Instructions for the task: Line by line, retype the material below exactly, from its first line up to and including the one holding "keys groups on".
--
//! Streaming content hasher.
//!
//! # Overview
//!
//! [`Hasher`] computes a 32-byte digest of a file's full contents by reading
//! it in fixed-size chunks, so memory use stays bounded regardless of file
//! size. Two algorithms are available:
//!
//! - [`HashAlgorithm::Sha256`] (default)
//! - [`HashAlgorithm::Blake3`], considerably faster on large files
//!
//! Both produce 32 bytes, so the rest of the pipeline keys groups on
//! [`Hash`] without caring which one produced it.
//!
//! # Example
//!
//! ```no_run
//! use dupscan::scanner::{hash_to_hex, Hasher, HashAlgorithm};
//! use std::path::Path;
//!
//! let hasher = Hasher::new().with_algorithm(HashAlgorithm::Blake3);
//! let hash = hasher.full_hash(Path::new("Cargo.toml")).unwrap();
//! println!("{}", hash_to_hex(&hash));
//! ```

use std::fmt::Write as _;
use std::fs::File;
use std::io::{ErrorKind, Read};
use std::path::Path;

use serde::{Deserialize, Serialize};
use sha2::{Digest, Sha256};

use super::HashError;

/// A 32-byte content digest.
pub type Hash = [u8; 32];

/// Read buffer size used while streaming file contents (64 KiB).
pub const CHUNK_SIZE: usize = 64 * 1024;

/// Number of hex characters shown in short digest prefixes.
pub const SHORT_HEX_LEN: usize = 12;

/// Content digest algorithm.
#[derive(
    Debug, Clone, Copy, Default, PartialEq, Eq, Serialize, Deserialize, clap::ValueEnum,
)]
#[serde(rename_all = "lowercase")]
pub enum HashAlgorithm {
    /// SHA-256
    #[default]
    Sha256,
    /// BLAKE3
    Blake3,
}

impl std::fmt::Display for HashAlgorithm {
    fn fmt(&self, f: &mut std::fmt::Formatter<'_>) -> std::fmt::Result {
        match self {
            HashAlgorithm::Sha256 => write!(f, "sha256"),
            HashAlgorithm::Blake3 => write!(f, "blake3"),
        }
    }
}

/// Running digest state for one file.
enum Accumulator {
    Sha256(Sha256),
    Blake3(Box<blake3::Hasher>),
}

impl Accumulator {
    fn new(algorithm: HashAlgorithm) -> Self {
        match algorithm {
            HashAlgorithm::Sha256 => Self::Sha256(Sha256::new()),
            HashAlgorithm::Blake3 => Self::Blake3(Box::new(blake3::Hasher::new())),
        }
    }

    fn update(&mut self, bytes: &[u8]) {
        match self {
            Self::Sha256(h) => h.update(bytes),
            Self::Blake3(h) => {
                h.update(bytes);
            }
        }
    }

    fn finalize(self) -> Hash {
        match self {
            Self::Sha256(h) => h.finalize().into(),
            Self::Blake3(h) => *h.finalize().as_bytes(),
        }
    }
}

/// Streaming file hasher.
///
/// Stateless between calls and `Sync`, so a single instance can be shared
/// by every worker in the hashing pool.
#[derive(Debug, Clone)]
pub struct Hasher {
    algorithm: HashAlgorithm,
    buffer_size: usize,
}

impl Default for Hasher {
    fn default() -> Self {
        Self::new()
    }
}

impl Hasher {
    /// Create a SHA-256 hasher with the default chunk size.
    #[must_use]
    pub fn new() -> Self {
        Self {
            algorithm: HashAlgorithm::default(),
            buffer_size: CHUNK_SIZE,
        }
    }

    /// Select the digest algorithm.
    #[must_use]
    pub fn with_algorithm(mut self, algorithm: HashAlgorithm) -> Self {
        self.algorithm = algorithm;
        self
    }

    /// Override the read chunk size. Has no effect on the resulting digest.
    #[must_use]
    pub fn with_buffer_size(mut self, size: usize) -> Self {
        self.buffer_size = size.max(1);
        self
    }

    /// The configured algorithm.
    #[must_use]
    pub fn algorithm(&self) -> HashAlgorithm {
        self.algorithm
    }

    /// Hash the entire contents of the file at `path`.
    ///
    /// # Errors
    ///
    /// Returns [`HashError`] if the file cannot be opened or a read fails
    /// part way through.
    pub fn full_hash(&self, path: &Path) -> Result<Hash, HashError> {
        let file = File::open(path).map_err(|e| HashError::from_io(path, e))?;
        self.hash_reader(file)
            .map_err(|e| HashError::from_io(path, e))
    }

    /// Hash everything readable from `reader`.
    ///
    /// # Errors
    ///
    /// Propagates any read error other than `Interrupted`, which is retried.
    pub fn hash_reader<R: Read>(&self, mut reader: R) -> std::io::Result<Hash> {
        let mut acc = Accumulator::new(self.algorithm);
        let mut buffer = vec![0u8; self.buffer_size];

        loop {
            match reader.read(&mut buffer) {
                Ok(0) => break,
                Ok(n) => acc.update(&buffer[..n]),
                Err(e) if e.kind() == ErrorKind::Interrupted => continue,
                Err(e) => return Err(e),
            }
        }

        Ok(acc.finalize())
    }

    /// Hash an in-memory byte slice.
    #[must_use]
    pub fn hash_bytes(&self, bytes: &[u8]) -> Hash {
        let mut acc = Accumulator::new(self.algorithm);
        acc.update(bytes);
        acc.finalize()
    }
}

/// Lowercase hex encoding of a digest (64 characters).
#[must_use]
pub fn hash_to_hex(hash: &Hash) -> String {
    let mut out = String::with_capacity(hash.len() * 2);
    for byte in hash {
        let _ = write!(out, "{byte:02x}");
    }
    out
}

/// Short hex prefix of a digest for human scanning.
#[must_use]
pub fn short_hex(hash: &Hash, len: usize) -> String {
    let mut hex = hash_to_hex(hash);
    hex.truncate(len);
    hex
}
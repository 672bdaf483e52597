//! Structured error handling and exit codes.

use serde::Serialize;

use crate::duplicates::FinderError;

/// Exit codes for dupscan.
///
/// - 0: Success (completed normally, duplicates found)
/// - 1: No duplicates found (completed normally, no duplicates)
/// - 2: Invalid root (path missing, not a directory, or unresolvable)
/// - 3: General error (configuration, output failures)
#[derive(Debug, Clone, Copy, PartialEq, Eq, Serialize)]
pub enum ExitCode {
    /// Success: Scan completed and duplicates were found.
    Success = 0,
    /// No duplicates: Scan completed but no duplicates were found.
    NoDuplicates = 1,
    /// Invalid root: The scan root does not exist or is not a directory.
    InvalidRoot = 2,
    /// General error: An unexpected error occurred.
    GeneralError = 3,
}

impl ExitCode {
    /// Get the numeric exit code.
    #[must_use]
    pub fn as_i32(self) -> i32 {
        self as i32
    }

    /// Get the machine-readable code prefix.
    #[must_use]
    pub fn code_prefix(self) -> &'static str {
        match self {
            Self::Success => "DS000",
            Self::NoDuplicates => "DS001",
            Self::InvalidRoot => "DS002",
            Self::GeneralError => "DS003",
        }
    }

    /// Exit code for a completed scan that produced `groups` duplicate groups.
    #[must_use]
    pub fn from_group_count(groups: usize) -> Self {
        if groups > 0 {
            Self::Success
        } else {
            Self::NoDuplicates
        }
    }

    /// Exit code for a failed run.
    #[must_use]
    pub fn from_error(err: &anyhow::Error) -> Self {
        if err.downcast_ref::<FinderError>().is_some() {
            Self::InvalidRoot
        } else {
            Self::GeneralError
        }
    }
}

/// Structured error information for JSON output.
#[derive(Debug, Serialize)]
pub struct StructuredError {
    /// The error code (e.g., "DS002")
    pub code: String,
    /// The exit code number
    pub exit_code: i32,
    /// Human-readable error message
    pub message: String,
}

impl StructuredError {
    /// Create a new structured error from an anyhow error and an exit code.
    #[must_use]
    pub fn new(err: &anyhow::Error, exit_code: ExitCode) -> Self {
        Self {
            code: exit_code.code_prefix().to_string(),
            exit_code: exit_code.as_i32(),
            message: format!("{err:#}"),
        }
    }
}
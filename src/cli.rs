//! Command-line interface definitions for dupscan.
//!
//! This module defines all CLI arguments, subcommands, and options using the clap derive API.
//! Global options (verbosity, color, config file) apply to every subcommand.
//!
//! # Example
//!
//! ```bash
//! # Scan the current directory
//! dupscan scan
//!
//! # Scan a directory and report unreadable files
//! dupscan scan ~/Downloads --verbose
//!
//! # JSON output with BLAKE3 digests
//! dupscan scan ~/Downloads --output json --algorithm blake3
//! ```

use clap::{Args, Parser, Subcommand, ValueEnum};
use serde::{Deserialize, Serialize};
use std::path::PathBuf;

use crate::scanner::HashAlgorithm;

/// Content-hash duplicate file finder.
///
/// Walks a directory tree, hashes every regular file and prints each group
/// of files with identical content.
#[derive(Debug, Parser)]
#[command(name = "dupscan")]
#[command(author, version, about, long_about = None)]
#[command(propagate_version = true)]
pub struct Cli {
    /// Report skipped files; repeat for more log detail (-vv debug, -vvv trace)
    #[arg(short, long, action = clap::ArgAction::Count, global = true)]
    pub verbose: u8,

    /// Suppress all output except errors and results
    #[arg(short, long, global = true, conflicts_with = "verbose")]
    pub quiet: bool,

    /// Disable colored output
    #[arg(long, global = true, env = "NO_COLOR", value_parser = clap::builder::FalseyValueParser::new())]
    pub no_color: bool,

    /// Print fatal errors as JSON on stderr
    #[arg(long, global = true)]
    pub json_errors: bool,

    /// Configuration file to use instead of the platform default
    #[arg(long, global = true, value_name = "FILE")]
    pub config: Option<PathBuf>,

    /// Subcommand to execute
    #[command(subcommand)]
    pub command: Commands,
}

/// Available subcommands.
#[derive(Debug, Subcommand)]
pub enum Commands {
    /// Scan a directory for duplicate files
    Scan(ScanArgs),
}

/// Arguments for the scan subcommand.
///
/// Options left unset fall back to the configuration file and environment.
#[derive(Debug, Args)]
pub struct ScanArgs {
    /// Directory path to scan for duplicates
    #[arg(value_name = "PATH", default_value = ".")]
    pub path: PathBuf,

    /// Output format
    #[arg(short, long, value_enum)]
    pub output: Option<OutputFormat>,

    /// Content digest algorithm
    #[arg(short, long, value_enum)]
    pub algorithm: Option<HashAlgorithm>,

    /// Minimum file size to consider (e.g., 1KB, 1MB, 1GB)
    ///
    /// Supports suffixes: B, KB, KiB, MB, MiB, GB, GiB, TB, TiB
    #[arg(long, value_name = "SIZE", value_parser = parse_size)]
    pub min_size: Option<u64>,

    /// Maximum file size to consider (e.g., 1KB, 1MB, 1GB)
    ///
    /// Supports suffixes: B, KB, KiB, MB, MiB, GB, GiB, TB, TiB
    #[arg(long, value_name = "SIZE", value_parser = parse_size)]
    pub max_size: Option<u64>,

    /// Glob patterns to ignore (can be specified multiple times)
    #[arg(short, long = "ignore", value_name = "PATTERN")]
    pub ignore_patterns: Vec<String>,

    /// Also honour the .gitignore file at the scan root
    #[arg(long)]
    pub gitignore: bool,

    /// Descend into symbolically linked directories
    #[arg(long)]
    pub follow_symlinks: bool,

    /// Skip hidden files and directories (starting with .)
    #[arg(long)]
    pub skip_hidden: bool,

    /// Visit directory entries in name order, making the first path of each group reproducible
    #[arg(long)]
    pub sort: bool,

    /// Number of threads for hashing (1 hashes sequentially)
    #[arg(long, value_name = "N")]
    pub io_threads: Option<usize>,
}

/// Output format for scan results.
#[derive(Debug, Clone, Copy, Default, PartialEq, Eq, ValueEnum, Serialize, Deserialize)]
#[serde(rename_all = "lowercase")]
pub enum OutputFormat {
    /// Human-readable groups
    #[default]
    Text,
    /// JSON output for scripting
    Json,
    /// CSV output for spreadsheets
    Csv,
}

impl std::fmt::Display for OutputFormat {
    fn fmt(&self, f: &mut std::fmt::Formatter<'_>) -> std::fmt::Result {
        match self {
            OutputFormat::Text => write!(f, "text"),
            OutputFormat::Json => write!(f, "json"),
            OutputFormat::Csv => write!(f, "csv"),
        }
    }
}

/// Parse a human-readable size string into bytes.
///
/// Supports suffixes: B, KB, KiB, MB, MiB, GB, GiB, TB, TiB
/// Case-insensitive. Numbers without suffix are treated as bytes.
///
/// # Examples
///
/// ```
/// use dupscan::cli::parse_size;
///
/// assert_eq!(parse_size("1024").unwrap(), 1024);
/// assert_eq!(parse_size("1KB").unwrap(), 1000);
/// assert_eq!(parse_size("1KiB").unwrap(), 1024);
/// assert_eq!(parse_size("1MiB").unwrap(), 1_048_576);
/// ```
/// # Errors
///
/// Returns an error if the string is empty, contains an invalid number,
/// a negative number, or an unknown size suffix.
pub fn parse_size(s: &str) -> Result<u64, String> {
    let s = s.trim();
    if s.is_empty() {
        return Err("Size cannot be empty".to_string());
    }
    if s.starts_with('-') {
        return Err("Size cannot be negative".to_string());
    }

    // Find where the number ends and the suffix begins
    let (num_str, suffix) = match s.find(|c: char| !c.is_ascii_digit() && c != '.') {
        Some(idx) => (&s[..idx], s[idx..].trim().to_uppercase()),
        None => (s, String::new()),
    };

    let num: f64 = num_str
        .parse()
        .map_err(|_| format!("Invalid number: '{num_str}'"))?;

    let multiplier: u64 = match suffix.as_str() {
        "" | "B" => 1,
        "KB" | "K" => 1_000,
        "KIB" => 1_024,
        "MB" | "M" => 1_000_000,
        "MIB" => 1_048_576,
        "GB" | "G" => 1_000_000_000,
        "GIB" => 1_073_741_824,
        "TB" | "T" => 1_000_000_000_000,
        "TIB" => 1_099_511_627_776,
        _ => return Err(format!("Unknown size suffix: '{suffix}'")),
    };

    Ok((num * multiplier as f64) as u64)
}
//! Plain text output formatter for duplicate scan results.
//!
//! Each group is printed as a header line holding the leading characters of
//! the group's digest, followed by one indented line per member path:
//!
//! ```text
//! hash 2cf24dba5fb0…
//!   /data/a/x.txt
//!   /data/b/x.txt
//! ```
//!
//! Paths are printed in group order, so the first path is the first file
//! encountered for that content. A scan with no duplicates prints nothing.

use std::io::{self, Write};

use yansi::Paint;

use crate::duplicates::DuplicateGroup;

/// Text output formatter.
pub struct TextOutput<'a> {
    groups: &'a [DuplicateGroup],
    color: bool,
}

impl<'a> TextOutput<'a> {
    /// Create a new text formatter without colour.
    #[must_use]
    pub fn new(groups: &'a [DuplicateGroup]) -> Self {
        Self {
            groups,
            color: false,
        }
    }

    /// Highlight group headers.
    #[must_use]
    pub fn with_color(mut self, color: bool) -> Self {
        self.color = color;
        self
    }

    /// Write every group to `writer`.
    ///
    /// # Errors
    ///
    /// Returns an I/O error if writing fails.
    pub fn write_to<W: Write>(&self, writer: &mut W) -> io::Result<()> {
        for group in self.groups {
            let header = format_header(group);
            if self.color {
                writeln!(writer, "{}", header.yellow().bold())?;
            } else {
                writeln!(writer, "{header}")?;
            }
            for file in &group.files {
                writeln!(writer, "  {}", file.path.display())?;
            }
        }
        writer.flush()
    }

    /// Render the groups as a string.
    #[must_use]
    pub fn render(&self) -> String {
        let mut buffer = Vec::new();
        // Writing to a Vec cannot fail
        let _ = self.write_to(&mut buffer);
        String::from_utf8_lossy(&buffer).into_owned()
    }
}

fn format_header(group: &DuplicateGroup) -> String {
    format!("hash {}…", group.short_hash())
}
use dupscan::duplicates::{DuplicateFinder, FinderConfig};
use dupscan::scanner::{HashAlgorithm, WalkerConfig};
use std::collections::BTreeSet;
use std::fs::{self, File};
use std::io::Write;
use std::path::PathBuf;
use tempfile::tempdir;

/// Membership of every group as sorted path sets, for order-insensitive comparison.
fn membership(groups: &[dupscan::duplicates::DuplicateGroup]) -> BTreeSet<BTreeSet<PathBuf>> {
    groups
        .iter()
        .map(|g| g.paths().into_iter().collect())
        .collect()
}

#[test]
fn test_scan_empty_directory() {
    let dir = tempdir().unwrap();
    let finder = DuplicateFinder::with_defaults();

    let (groups, summary) = finder.find_duplicates(dir.path()).unwrap();

    assert!(groups.is_empty());
    assert_eq!(summary.total_files, 0);
    assert_eq!(summary.duplicate_groups, 0);
}

#[test]
fn test_scan_unique_files() {
    let dir = tempdir().unwrap();

    File::create(dir.path().join("a.txt"))
        .unwrap()
        .write_all(b"content a")
        .unwrap();
    File::create(dir.path().join("b.txt"))
        .unwrap()
        .write_all(b"content b")
        .unwrap();
    File::create(dir.path().join("c.txt"))
        .unwrap()
        .write_all(b"content c")
        .unwrap();

    let finder = DuplicateFinder::with_defaults();
    let (groups, summary) = finder.find_duplicates(dir.path()).unwrap();

    assert!(groups.is_empty());
    assert_eq!(summary.total_files, 3);
    assert_eq!(summary.unique_digests, 3);
    assert_eq!(summary.duplicate_groups, 0);
}

#[test]
fn test_same_name_in_sibling_directories() {
    let dir = tempdir().unwrap();
    fs::create_dir(dir.path().join("a")).unwrap();
    fs::create_dir(dir.path().join("b")).unwrap();
    fs::write(dir.path().join("a/x.txt"), b"hello").unwrap();
    fs::write(dir.path().join("b/x.txt"), b"hello").unwrap();

    let finder = DuplicateFinder::with_defaults();
    let (groups, _) = finder.find_duplicates(dir.path()).unwrap();

    let root = dir.path().canonicalize().unwrap();
    assert_eq!(groups.len(), 1);
    assert_eq!(
        groups[0].paths().into_iter().collect::<BTreeSet<_>>(),
        BTreeSet::from([root.join("a/x.txt"), root.join("b/x.txt")])
    );
    // SHA-256("hello")
    assert!(groups[0].hash_hex().starts_with("2cf24dba5fb0"));
    assert_eq!(groups[0].short_hash(), "2cf24dba5fb0");
}

#[test]
fn test_identical_content_different_names_and_depths() {
    let dir = tempdir().unwrap();
    fs::create_dir_all(dir.path().join("deep/er/still")).unwrap();
    fs::write(dir.path().join("one.bin"), b"payload").unwrap();
    fs::write(dir.path().join("deep/two.dat"), b"payload").unwrap();
    fs::write(dir.path().join("deep/er/still/three"), b"payload").unwrap();
    fs::write(dir.path().join("deep/er/other"), b"different").unwrap();

    let finder = DuplicateFinder::with_defaults();
    let (groups, summary) = finder.find_duplicates(dir.path()).unwrap();

    assert_eq!(groups.len(), 1);
    assert_eq!(groups[0].len(), 3);
    assert_eq!(groups[0].size, 7);
    assert_eq!(summary.duplicate_files, 2);
    assert_eq!(summary.reclaimable_space, 14);
}

#[test]
fn test_zero_byte_files_are_duplicates() {
    let dir = tempdir().unwrap();
    File::create(dir.path().join("empty1")).unwrap();
    File::create(dir.path().join("empty2")).unwrap();
    fs::write(dir.path().join("full"), b"x").unwrap();

    let finder = DuplicateFinder::with_defaults();
    let (groups, _) = finder.find_duplicates(dir.path()).unwrap();

    assert_eq!(groups.len(), 1);
    assert_eq!(groups[0].len(), 2);
    assert_eq!(groups[0].size, 0);
    // SHA-256 of empty input
    assert_eq!(groups[0].short_hash(), "e3b0c44298fc");
}

#[test]
fn test_multiple_groups_partition_files() {
    let dir = tempdir().unwrap();
    for (name, content) in [
        ("a1", "alpha"),
        ("a2", "alpha"),
        ("b1", "beta"),
        ("b2", "beta"),
        ("b3", "beta"),
        ("c", "gamma"),
    ] {
        fs::write(dir.path().join(name), content).unwrap();
    }

    let finder = DuplicateFinder::with_defaults();
    let (groups, summary) = finder.find_duplicates(dir.path()).unwrap();

    assert_eq!(groups.len(), 2);
    let mut sizes: Vec<usize> = groups.iter().map(|g| g.len()).collect();
    sizes.sort_unstable();
    assert_eq!(sizes, vec![2, 3]);

    // No file appears in two groups
    let all: Vec<PathBuf> = groups.iter().flat_map(|g| g.paths()).collect();
    let distinct: BTreeSet<&PathBuf> = all.iter().collect();
    assert_eq!(all.len(), distinct.len());
    assert_eq!(summary.unique_digests, 3);
}

#[test]
fn test_scan_is_idempotent() {
    let dir = tempdir().unwrap();
    fs::create_dir(dir.path().join("sub")).unwrap();
    fs::write(dir.path().join("a"), b"same").unwrap();
    fs::write(dir.path().join("sub/b"), b"same").unwrap();
    fs::write(dir.path().join("c"), b"other").unwrap();
    fs::write(dir.path().join("sub/d"), b"other").unwrap();

    let finder = DuplicateFinder::with_defaults();
    let (first, _) = finder.find_duplicates(dir.path()).unwrap();
    let (second, _) = finder.find_duplicates(dir.path()).unwrap();

    assert_eq!(membership(&first), membership(&second));
    let hashes = |groups: &[dupscan::duplicates::DuplicateGroup]| {
        groups.iter().map(|g| g.hash).collect::<BTreeSet<_>>()
    };
    assert_eq!(hashes(&first), hashes(&second));
}

#[test]
fn test_thread_count_does_not_change_result() {
    let dir = tempdir().unwrap();
    for i in 0..40 {
        let sub = dir.path().join(format!("d{}", i % 4));
        fs::create_dir_all(&sub).unwrap();
        fs::write(sub.join(format!("f{i}")), format!("content {}", i % 7)).unwrap();
    }

    let walker = WalkerConfig::default().with_sort(true);
    let sequential = DuplicateFinder::new(
        FinderConfig::default()
            .with_io_threads(1)
            .with_walker_config(walker.clone()),
    );
    let parallel = DuplicateFinder::new(
        FinderConfig::default()
            .with_io_threads(8)
            .with_walker_config(walker),
    );

    let (seq_groups, _) = sequential.find_duplicates(dir.path()).unwrap();
    let (par_groups, _) = parallel.find_duplicates(dir.path()).unwrap();

    assert_eq!(seq_groups.len(), 7);
    // Same groups, same order, same first path
    assert_eq!(seq_groups, par_groups);
}

#[test]
fn test_sorted_walk_makes_first_path_stable() {
    let dir = tempdir().unwrap();
    fs::write(dir.path().join("b.txt"), b"dup").unwrap();
    fs::write(dir.path().join("a.txt"), b"dup").unwrap();
    fs::write(dir.path().join("c.txt"), b"dup").unwrap();

    let finder = DuplicateFinder::new(
        FinderConfig::default().with_walker_config(WalkerConfig::default().with_sort(true)),
    );
    let (groups, _) = finder.find_duplicates(dir.path()).unwrap();

    let root = dir.path().canonicalize().unwrap();
    assert_eq!(
        groups[0].paths(),
        vec![root.join("a.txt"), root.join("b.txt"), root.join("c.txt")]
    );
}

#[test]
fn test_blake3_groups_like_sha256() {
    let dir = tempdir().unwrap();
    fs::write(dir.path().join("a"), b"same bytes").unwrap();
    fs::write(dir.path().join("b"), b"same bytes").unwrap();
    fs::write(dir.path().join("c"), b"other bytes").unwrap();

    let sha = DuplicateFinder::with_defaults();
    let blake = DuplicateFinder::new(FinderConfig::default().with_algorithm(HashAlgorithm::Blake3));

    let (sha_groups, _) = sha.find_duplicates(dir.path()).unwrap();
    let (blake_groups, summary) = blake.find_duplicates(dir.path()).unwrap();

    assert_eq!(membership(&sha_groups), membership(&blake_groups));
    assert_ne!(sha_groups[0].hash, blake_groups[0].hash);
    assert_eq!(summary.algorithm, HashAlgorithm::Blake3);
}

#[test]
fn test_large_file_spanning_many_chunks() {
    let dir = tempdir().unwrap();
    let content: Vec<u8> = (0..300_000u32).map(|i| (i % 251) as u8).collect();
    fs::write(dir.path().join("big1"), &content).unwrap();
    fs::write(dir.path().join("big2"), &content).unwrap();

    let mut changed = content.clone();
    *changed.last_mut().unwrap() ^= 0xff;
    fs::write(dir.path().join("big3"), &changed).unwrap();

    let finder = DuplicateFinder::with_defaults();
    let (groups, _) = finder.find_duplicates(dir.path()).unwrap();

    assert_eq!(groups.len(), 1);
    assert_eq!(groups[0].len(), 2);
    assert_eq!(groups[0].size, 300_000);
}

#[test]
fn test_hidden_and_filtered_files() {
    let dir = tempdir().unwrap();
    fs::write(dir.path().join(".hidden"), b"dup").unwrap();
    fs::write(dir.path().join("visible"), b"dup").unwrap();
    fs::write(dir.path().join("skip.tmp"), b"dup").unwrap();

    let finder = DuplicateFinder::with_defaults();
    let (groups, _) = finder.find_duplicates(dir.path()).unwrap();
    assert_eq!(groups[0].len(), 3);

    let finder = DuplicateFinder::new(FinderConfig::default().with_walker_config(
        WalkerConfig::default()
            .with_skip_hidden(true)
            .with_ignore_patterns(vec!["*.tmp".to_string()]),
    ));
    let (groups, summary) = finder.find_duplicates(dir.path()).unwrap();
    assert!(groups.is_empty());
    assert_eq!(summary.total_files, 1);
}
--
Task response:
//! Streaming content hasher.
//!
//! # Overview
//!
//! [`Hasher`] computes a 32-byte digest of a file's full contents by reading
//! it in fixed-size chunks, so memory use stays bounded regardless of file
//! size. Two algorithms are available:
//!
//! - [`HashAlgorithm::Sha256`] (default)
//! - [`HashAlgorithm::Blake3`], considerably faster on large files
//!
//! Both produce 32 bytes, so the rest of the pipeline keys groups on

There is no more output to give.